Records contained in a dataset:
// API client module: a small blocking HTTP client for the Thoth REST API.
// Every call returns the parsed JSON body untouched; turning it into text
// is the job of the `format` module.

use reqwest::blocking::{Client, RequestBuilder};
use reqwest::header::{HeaderMap, HeaderValue, CONTENT_TYPE};
use reqwest::{Method, Url};
use serde::Serialize;
use serde_json::Value;

/// Header carrying the API key on every request (`X-API-Key`).
pub const API_KEY_HEADER: &str = "x-api-key";

#[derive(Debug, thiserror::Error)]
pub enum Error {
    #[error("HTTP Error {status}: {body}")]
    Http { status: u16, body: String },
    #[error("Request failed: {0}")]
    Request(#[from] reqwest::Error),
    #[error("Request failed: invalid JSON response: {0}")]
    Decode(#[from] serde_json::Error),
    #[error("invalid base URL {url}: {reason}")]
    BaseUrl { url: String, reason: String },
    #[error("API key contains characters that cannot be sent in a header")]
    InvalidApiKey,
}

/// Blocking client holding the reqwest client (with the auth headers
/// preset) and the API base URL.
#[derive(Clone, Debug)]
pub struct ApiClient {
    client: Client,
    base_url: Url,
}

/// Requested length of the generated content.
#[derive(Clone, Copy, Debug, Default, PartialEq, Eq, Serialize, clap::ValueEnum)]
#[serde(rename_all = "lowercase")]
pub enum Length {
    Short,
    #[default]
    Medium,
    Long,
}

/// Body of `POST /v1/posts`.
#[derive(Clone, Debug, Serialize)]
#[serde(rename_all = "camelCase")]
pub struct CreatePost {
    pub content: String,
    pub platforms: Vec<String>,
    pub create_image: bool,
    pub length: Length,
    pub create_hashtags: bool,
    pub post_to_social_networks: bool,
    #[serde(skip_serializing_if = "Option::is_none")]
    pub schedule_time: Option<String>,
}

impl CreatePost {
    /// A post with the API defaults: no image, medium length, no hashtags
    /// and no publishing to connected accounts.
    pub fn new(content: impl Into<String>, platforms: Vec<String>) -> Self {
        CreatePost {
            content: content.into(),
            platforms,
            create_image: false,
            length: Length::default(),
            create_hashtags: false,
            post_to_social_networks: false,
            schedule_time: None,
        }
    }
}

/// Query of `GET /v1/posts`.
#[derive(Clone, Debug, PartialEq, Eq, Serialize)]
pub struct ListPosts {
    pub page: u32,
    pub limit: u32,
    #[serde(skip_serializing_if = "Option::is_none")]
    pub status: Option<String>,
}

impl Default for ListPosts {
    fn default() -> Self {
        ListPosts {
            page: 1,
            limit: 10,
            status: None,
        }
    }
}

/// Body of `PUT /v1/posts/{id}`. Only the fields that are set are sent.
#[derive(Clone, Debug, Default, Serialize)]
#[serde(rename_all = "camelCase")]
pub struct UpdatePost {
    #[serde(skip_serializing_if = "Option::is_none")]
    pub title: Option<String>,
    #[serde(skip_serializing_if = "Option::is_none")]
    pub original_content: Option<String>,
    #[serde(skip_serializing_if = "Option::is_none")]
    pub platform_contents: Option<Vec<Value>>,
    #[serde(skip_serializing_if = "Option::is_none")]
    pub status: Option<String>,
}

impl ApiClient {
    /// Build a client for `base_url` that authenticates with `api_key`.
    pub fn new(base_url: &str, api_key: &str) -> Result<Self, Error> {
        let base_url = Url::parse(base_url).map_err(|e| Error::BaseUrl {
            url: base_url.to_string(),
            reason: e.to_string(),
        })?;
        if base_url.cannot_be_a_base() {
            return Err(Error::BaseUrl {
                url: base_url.to_string(),
                reason: "not a hierarchical URL".into(),
            });
        }

        let mut key = HeaderValue::from_str(api_key).map_err(|_| Error::InvalidApiKey)?;
        key.set_sensitive(true);
        let mut headers = HeaderMap::new();
        headers.insert(API_KEY_HEADER, key);
        headers.insert(CONTENT_TYPE, HeaderValue::from_static("application/json"));

        let client = Client::builder()
            .user_agent(concat!("thoth-cli/", env!("CARGO_PKG_VERSION")))
            .default_headers(headers)
            .build()?;
        Ok(ApiClient { client, base_url })
    }

    /// Base URL the client talks to.
    pub fn base_url(&self) -> &Url {
        &self.base_url
    }

    /// Append `segments` to the base URL path, percent-encoding each one.
    fn url(&self, segments: &[&str]) -> Url {
        let mut url = self.base_url.clone();
        // checked in `new`
        if let Ok(mut path) = url.path_segments_mut() {
            path.pop_if_empty().extend(segments);
        }
        url
    }

    fn request(&self, method: Method, segments: &[&str]) -> RequestBuilder {
        let url = self.url(segments);
        tracing::debug!(%method, path = url.path(), "sending request");
        self.client.request(method, url)
    }

    /// Send the request; any non-2xx status becomes `Error::Http` carrying
    /// the response text.
    fn send(&self, req: RequestBuilder) -> Result<Value, Error> {
        let res = req.send()?;
        let status = res.status();
        tracing::debug!(status = status.as_u16(), "received response");
        let text = res.text()?;
        if !status.is_success() {
            tracing::info!(status = status.as_u16(), "request rejected by the API");
            return Err(Error::Http {
                status: status.as_u16(),
                body: text,
            });
        }
        Ok(serde_json::from_str(&text)?)
    }

    /// Create an optimized post for one or more platforms.
    pub fn create_post(&self, post: &CreatePost) -> Result<Value, Error> {
        self.send(self.request(Method::POST, &["v1", "posts"]).json(post))
    }

    /// Fetch a post by id.
    pub fn get_post(&self, post_id: &str) -> Result<Value, Error> {
        self.send(self.request(Method::GET, &["v1", "posts", post_id]))
    }

    /// List posts, one page at a time.
    pub fn list_posts(&self, query: &ListPosts) -> Result<Value, Error> {
        self.send(self.request(Method::GET, &["v1", "posts"]).query(query))
    }

    /// Update an existing post.
    pub fn update_post(&self, post_id: &str, update: &UpdatePost) -> Result<Value, Error> {
        self.send(
            self.request(Method::PUT, &["v1", "posts", post_id])
                .json(update),
        )
    }

    pub fn get_brand_styles(&self) -> Result<Value, Error> {
        self.send(self.request(Method::GET, &["v1", "brand-styles"]))
    }

    pub fn get_brand_style(&self, style_id: &str) -> Result<Value, Error> {
        self.send(self.request(Method::GET, &["v1", "brand-styles", style_id]))
    }
}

§ Task description: List every line in the records above that contains the word "BaseUrl".

§ Exercise response:
    BaseUrl { url: String, reason: String },
        let base_url = Url::parse(base_url).map_err(|e| Error::BaseUrl {
            return Err(Error::BaseUrl {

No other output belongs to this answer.